§ **REQUIRED WORK**: From the entries below, please output exactly the lines starting at the one containing "let response = self" and ending at the one containing "fn client() ->", both included.
───── INPUT DATA
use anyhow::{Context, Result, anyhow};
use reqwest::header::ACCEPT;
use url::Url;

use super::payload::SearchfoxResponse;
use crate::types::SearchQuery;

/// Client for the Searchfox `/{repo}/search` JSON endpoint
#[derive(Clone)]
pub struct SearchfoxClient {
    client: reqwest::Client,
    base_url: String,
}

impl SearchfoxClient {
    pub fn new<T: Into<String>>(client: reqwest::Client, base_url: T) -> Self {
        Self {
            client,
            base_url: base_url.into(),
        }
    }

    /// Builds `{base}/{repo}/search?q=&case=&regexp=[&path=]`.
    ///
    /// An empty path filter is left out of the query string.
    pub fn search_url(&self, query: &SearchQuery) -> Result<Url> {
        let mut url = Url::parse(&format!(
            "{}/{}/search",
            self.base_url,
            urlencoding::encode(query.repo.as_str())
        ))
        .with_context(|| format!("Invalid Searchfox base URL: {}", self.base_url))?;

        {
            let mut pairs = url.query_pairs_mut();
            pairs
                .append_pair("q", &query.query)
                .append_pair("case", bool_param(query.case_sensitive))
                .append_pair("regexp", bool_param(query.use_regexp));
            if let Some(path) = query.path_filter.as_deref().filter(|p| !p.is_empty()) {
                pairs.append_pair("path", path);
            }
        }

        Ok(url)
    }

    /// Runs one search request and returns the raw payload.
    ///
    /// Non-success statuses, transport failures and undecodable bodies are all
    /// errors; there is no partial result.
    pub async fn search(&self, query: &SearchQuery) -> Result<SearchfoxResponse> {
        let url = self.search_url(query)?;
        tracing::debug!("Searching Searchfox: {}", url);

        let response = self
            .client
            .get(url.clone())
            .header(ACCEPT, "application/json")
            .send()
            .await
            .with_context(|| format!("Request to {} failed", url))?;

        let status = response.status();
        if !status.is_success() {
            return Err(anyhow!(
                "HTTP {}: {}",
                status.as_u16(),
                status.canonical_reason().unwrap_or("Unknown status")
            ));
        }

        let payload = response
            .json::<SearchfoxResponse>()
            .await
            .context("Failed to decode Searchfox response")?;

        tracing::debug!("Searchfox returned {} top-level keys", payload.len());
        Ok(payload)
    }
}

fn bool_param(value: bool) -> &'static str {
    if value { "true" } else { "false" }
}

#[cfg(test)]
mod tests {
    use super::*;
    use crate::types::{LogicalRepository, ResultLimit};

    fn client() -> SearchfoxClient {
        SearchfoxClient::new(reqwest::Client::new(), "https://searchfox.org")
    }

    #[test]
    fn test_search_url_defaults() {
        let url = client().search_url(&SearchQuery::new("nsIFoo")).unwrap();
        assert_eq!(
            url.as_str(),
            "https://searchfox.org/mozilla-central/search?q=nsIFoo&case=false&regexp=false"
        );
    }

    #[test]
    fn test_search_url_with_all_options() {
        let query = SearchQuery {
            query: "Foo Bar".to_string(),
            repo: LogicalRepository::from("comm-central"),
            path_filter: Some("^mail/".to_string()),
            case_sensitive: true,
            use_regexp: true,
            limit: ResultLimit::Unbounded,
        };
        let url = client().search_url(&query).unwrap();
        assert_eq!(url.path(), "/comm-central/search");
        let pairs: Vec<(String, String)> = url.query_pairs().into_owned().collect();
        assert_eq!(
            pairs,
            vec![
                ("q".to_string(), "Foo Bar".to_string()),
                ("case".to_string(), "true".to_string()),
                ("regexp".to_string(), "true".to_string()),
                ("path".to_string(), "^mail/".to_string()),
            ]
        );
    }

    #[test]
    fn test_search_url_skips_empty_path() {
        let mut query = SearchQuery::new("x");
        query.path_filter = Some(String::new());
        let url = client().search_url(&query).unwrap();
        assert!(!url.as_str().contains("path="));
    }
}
──────────
§ **ANSWER TO THIS TASK**:
        let response = self
            .client
            .get(url.clone())
            .header(ACCEPT, "application/json")
            .send()
            .await
            .with_context(|| format!("Request to {} failed", url))?;

        let status = response.status();
        if !status.is_success() {
            return Err(anyhow!(
                "HTTP {}: {}",
                status.as_u16(),
                status.canonical_reason().unwrap_or("Unknown status")
            ));
        }

        let payload = response
            .json::<SearchfoxResponse>()
            .await
            .context("Failed to decode Searchfox response")?;

        tracing::debug!("Searchfox returned {} top-level keys", payload.len());
        Ok(payload)
    }
}

fn bool_param(value: bool) -> &'static str {
    if value { "true" } else { "false" }
}

#[cfg(test)]
mod tests {
    use super::*;
    use crate::types::{LogicalRepository, ResultLimit};

    fn client() -> SearchfoxClient {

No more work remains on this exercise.